Digital Outlook 2007
De rapporten vliegen me vandaag om de oren. Ook Avenue A | Razorfish heeft deze week haar jaarlijkse Digital Outlook Report gepubliceerd. Het 140-pagina tellende rapport ‘Digital Outlook Report 2007’ (pdf) beschrijft de belangrijkste ontwikkelingen op het gebied van online marketing. Naast een terugblik over 2006 (waar is het online marketingbudget naar toe gegaan), geeft het rapport de belangrijkste online marketingtrends en sluit het af met 5 punten die iedere marketeer over digital marketing behoort te weten in 2007:
1. Your Web site is like everything and nothing you’ve ever known
Your Web site is the central expression of your company’s brand. It’s a product showcase and a customer service center. It’s your company’s most profitable store and your best communications tool. It’s an information hub. It’s a testing ground for new ideas. It’s the place where different people from different places with different needs have an experience that’s tailored just for them. At least it should be.
2. Distribution will trump destination
As it becomes harder to get people to come to a content site, it becomes critical to distribute your content where they already go. You’re seeing MTV distribute content on Google Video (and across the Google AdSense network of sites); ABC, among many others, making its shows available on iTunes; CBS putting shows on YouTube; and Time Inc. distributing content on Brightcove. All have realized that building destination sites alone simply won’t do. Get ready for Fragmentation Nation—content will be syndicated so far and wide, it will make cable television look positively concentrated.
3. Accountability will rule the day
In the past, a competitive review, a dated research report, or a finger in the wind was enough to pull together and measure a marketing plan. Online advertising changed everything; Pandora’s Box was opened, and it contained metrics, sales, and accountability. There is no going back. Other media channels will adapt, or they will see ad dollars slowly drift away.
4. Today’s web is in its “uncle milty” stage
More than 50 years ago, Milton Berle’s television programs captivated the country. While incredibly popular and important in TV’s history, the experience of a grainy black-and-white program pales in comparison to the TiVo-driven HD world that we can experience today. We’re about to see the same type of change online. Today’s Web is dominated by text and static images. Tomorrow’s Web will be a high-speed, personalized, video-laden, go-anywhere, view-anything, use-any-device experience. Whether AJAX, Second Life, YouTube, or Windows Vista, there are a host of developments that, in total, will fundamentally change the way we use the Web.
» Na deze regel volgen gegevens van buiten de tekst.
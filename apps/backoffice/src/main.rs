//! # Harbor Back Office CLI
//!
//! ```text
//! backoffice [--config PATH] settle <SALE_RETURN_ID>...
//! backoffice [--config PATH] balance <CUSTOMER_ID>
//! ```
//!
//! `settle` publishes one `SaleReturned` event per id to a settlement
//! worker, waits for it to drain, and prints the counts.

use std::env;
use std::path::PathBuf;
use std::process::ExitCode;

use tracing::{error, info};

use backoffice::{Backoffice, BackofficeConfig, BackofficeError, BackofficeResult, DomainEvent};
use harbor_core::validation::validate_id;

#[derive(Debug)]
enum Command {
    Settle(Vec<String>),
    Balance(String),
}

fn print_usage() {
    println!("Harbor back office");
    println!();
    println!("Usage:");
    println!("  backoffice [--config PATH] settle <SALE_RETURN_ID>...");
    println!("  backoffice [--config PATH] balance <CUSTOMER_ID>");
    println!();
    println!("Options:");
    println!("  -c, --config PATH  Config file (default: $HARBOR_CONFIG or platform config dir)");
    println!("  -h, --help         Show this help message");
}

/// `Ok(None)` means help was requested.
fn parse_args(args: &[String]) -> Result<Option<(Option<PathBuf>, Command)>, String> {
    let mut config_path = None;
    let mut rest = Vec::new();

    let mut i = 1;
    while i < args.len() {
        match args[i].as_str() {
            "--config" | "-c" => {
                let path = args.get(i + 1).ok_or("--config needs a path")?;
                config_path = Some(PathBuf::from(path));
                i += 1;
            }
            "--help" | "-h" => return Ok(None),
            other => rest.push(other.to_string()),
        }
        i += 1;
    }

    let mut rest = rest.into_iter();
    let command = match rest.next().as_deref() {
        Some("settle") => {
            let ids: Vec<String> = rest.collect();
            if ids.is_empty() {
                return Err("settle needs at least one sale return id".into());
            }
            for id in &ids {
                validate_id("sale_return_id", id).map_err(|e| e.to_string())?;
            }
            Command::Settle(ids)
        }
        Some("balance") => {
            let customer_id = rest.next().ok_or("balance needs a customer id")?;
            validate_id("customer_id", &customer_id).map_err(|e| e.to_string())?;
            Command::Balance(customer_id)
        }
        Some(other) => return Err(format!("unknown command '{other}'")),
        None => return Err("no command given".into()),
    };

    Ok(Some((config_path, command)))
}

#[tokio::main]
async fn main() -> ExitCode {
    backoffice::init_tracing();

    let args: Vec<String> = env::args().collect();
    let (config_path, command) = match parse_args(&args) {
        Ok(Some(parsed)) => parsed,
        Ok(None) => {
            print_usage();
            return ExitCode::SUCCESS;
        }
        Err(message) => {
            eprintln!("error: {message}");
            print_usage();
            return ExitCode::from(2);
        }
    };

    match run(config_path, command).await {
        Ok(code) => code,
        Err(e) => {
            error!(?e, "Back office command failed");
            eprintln!("error: {e}");
            ExitCode::FAILURE
        }
    }
}

async fn run(config_path: Option<PathBuf>, command: Command) -> BackofficeResult<ExitCode> {
    let config = BackofficeConfig::load(config_path)?;
    let app = Backoffice::open(config).await?;

    let result = match command {
        Command::Settle(ids) => settle(&app, ids).await,
        Command::Balance(customer_id) => print_balance(&app, &customer_id)
            .await
            .map(|()| ExitCode::SUCCESS),
    };

    app.close_with(result).await
}

async fn settle(app: &Backoffice, ids: Vec<String>) -> BackofficeResult<ExitCode> {
    let (worker, handle) = app.settlement_worker();
    let task = tokio::spawn(worker.run());

    info!(count = ids.len(), "Publishing sale return events");
    for id in ids {
        handle.publish(DomainEvent::sale_returned(id)).await?;
    }
    handle.shutdown().await?;

    let stats = task
        .await
        .map_err(|e| BackofficeError::Channel(format!("Settlement worker panicked: {e}")))?;

    println!("handled: {}, failed: {}", stats.handled, stats.failed);

    Ok(if stats.failed == 0 {
        ExitCode::SUCCESS
    } else {
        ExitCode::FAILURE
    })
}

async fn print_balance(app: &Backoffice, customer_id: &str) -> BackofficeResult<()> {
    let balances = app.db.balances();
    let total = balances.balance(customer_id).await?;
    let entries = balances.entries(customer_id).await?;

    println!("customer {customer_id}: {total}");
    for entry in entries {
        println!(
            "  {}  {:>10}  {}  {}:{}",
            entry.created_at.format("%Y-%m-%d %H:%M"),
            entry.amount.to_string(),
            entry.reason,
            entry.source_type,
            entry.source_id
        );
    }
    Ok(())
}

#[cfg(test)]
mod tests {
    use super::*;

    fn args(list: &[&str]) -> Vec<String> {
        std::iter::once("backoffice")
            .chain(list.iter().copied())
            .map(String::from)
            .collect()
    }

    #[test]
    fn test_parse_settle_with_config() {
        let (path, command) = parse_args(&args(&["--config", "bo.toml", "settle", "ret-1", "ret-2"]))
            .unwrap()
            .unwrap();
        assert_eq!(path, Some(PathBuf::from("bo.toml")));
        assert!(matches!(command, Command::Settle(ids) if ids == ["ret-1", "ret-2"]));
    }

    #[test]
    fn test_parse_balance() {
        let (path, command) = parse_args(&args(&["balance", "42"])).unwrap().unwrap();
        assert!(path.is_none());
        assert!(matches!(command, Command::Balance(id) if id == "42"));
    }

    #[test]
    fn test_parse_errors_and_help() {
        assert!(parse_args(&args(&[])).is_err());
        assert!(parse_args(&args(&["settle"])).is_err());
        assert!(parse_args(&args(&["refund", "x"])).is_err());
        assert!(parse_args(&args(&["--config"])).is_err());
        assert!(parse_args(&args(&["settle", "--help"])).unwrap().is_none());
    }

    #[test]
    fn test_parse_rejects_malformed_ids() {
        let err = parse_args(&args(&["settle", "ret-1", "  "])).unwrap_err();
        assert!(err.contains("sale_return_id"));

        let long = "x".repeat(65);
        let err = parse_args(&args(&["balance", &long])).unwrap_err();
        assert!(err.contains("customer_id"));
    }
}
5. The consumer is not in control
This might be a surprise, because the notion of “consumer control” is widely accepted. But you still control your brands. You decide what products are launched. You implement customer service policies. You price your products. However, you are now dealing with an “activist consumer” who has a voice, and it can be a loud one. These consumers expect to have things on their terms—what they want and when they want it. They assume that if you can’t provide what they need, your competitor will. They are well informed, researching their purchases as a matter of course. They have embraced social media, and sharing their experiences and opinions in a public way is the norm. They may not be in control, but if you ignore these activist consumers, chances are you won’t be in control much longer, either.